NPC Competitor Amanda Bucci adds, “The gym is a sanctuary. Not racking the weights is disrespectful to the establishment and its members.”
Pet Peeve 4: Screaming While Lifting
Myprotein athlete Lawrence Ballenger isn’t afraid to quiet overzealous bros competing to be the loudest in the gym. Yelling out, dropping weights, and causing a ruckus doesn’t classify you as alpha.
“I hate it when guys scream at the gym for no reason,” he says. “If you aren’t lifting over 500 pounds, you should not be able to be heard across the gym.”
It’s one thing to let out a little grunt if it helps you get the weight up, but it’s quite another to be shouting just to get attention. Screaming and distracting people from their own sessions isn’t fair. Be respectful of others using the gym space.
Pet Peeve 5: Texting at The Gym
“Seeing people on their phone texting is one of my biggest pet peeves,” notes Performix athlete Alex Silver-Fagan. “I want the gym to be a motivating environment, and it’s always a bummer when you see people slacking off. Let’s push each other and keep up the momentum!”

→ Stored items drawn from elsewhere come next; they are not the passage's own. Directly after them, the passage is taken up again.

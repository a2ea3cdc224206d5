//! Backend API surface
//!
//! # Module Layout
//!
//! - `types`  -- Entities, request payloads, and route constants
//! - `client` -- Typed HTTP client wrapping every backend call

pub mod client;
pub mod types;

pub use client::ApiClient;
pub use types::*;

While it’s fine to log your workout, check how many reps and sets you have left, or change a song, texting with your buddies for long bouts of time (especially while someone else is waiting for the equipment) is poor gym etiquette. When in the gym, put your phone down. You’ll not only reap benefits by ramping up intensity and training harder, but others around you may appreciate it as well.
Pet Peeve 6: The Oblivious Naked Guy in the Locker Room
If there’s one thing that IFBB pro Craig Capurso can’t stand, it’s bad locker room behavior.
“My biggest beef is with guys who sit naked—balls and cheeks on the bench—in the men’s locker room,” he says with disgust.
Always remember, just because you’re comfortable with your body doesn’t mean everyone else is. When you’re in a public place, show some respect for others and keep yourself covered (or at least sit on a towel).
Pet Peeve 7: Overcrowded Gyms
For NLA for Her athlete Jessie Hilgenberg, the lag in intensity that can come from fighting off gym crowds tops the list.
“My biggest pet peeve is overcrowded gyms,” she says. “I like to have the machines and weights I need available when I need them.”
While it’s understandable to have to wait on occasion, constantly standing around or (worse yet) having to sign up for time slots, is no fun. While you can always find alternatives to bide your time—whether that’s holding a wall squat while waiting for the rack or doing raises on the stair’s edge while hoping a seated calf machine will free up—let’s face it, it’s a buzzkill.
Pet Peeve 8: Training Sick
There might be some truth to sweating out a fever, but when it comes to shared spaces it’s important to remember that full-blown coughs and sky-rocketing temperatures are not communal.
“A couple sniffles are fine, but if you’re blowing your nose between sets, coughing in between reps, or have a fever, stay home and rest,” says powerlifter Karina Baymiller. “You’re not only delaying your own recovery, you’re risking getting everyone else in the gym sick as well.”
Pet Peeve 9: Posing for Selfies
Baymiller also notes that people tend to be a little too excessive with selfies and social videos.
“A quick #FlexFriday selfie or a video to check your form is totally acceptable and encouraged, but if you’re spending more time snapping pics in the mirror or filming your booty for the ‘gram than you are training, it’s time to reassess your priorities,” she says.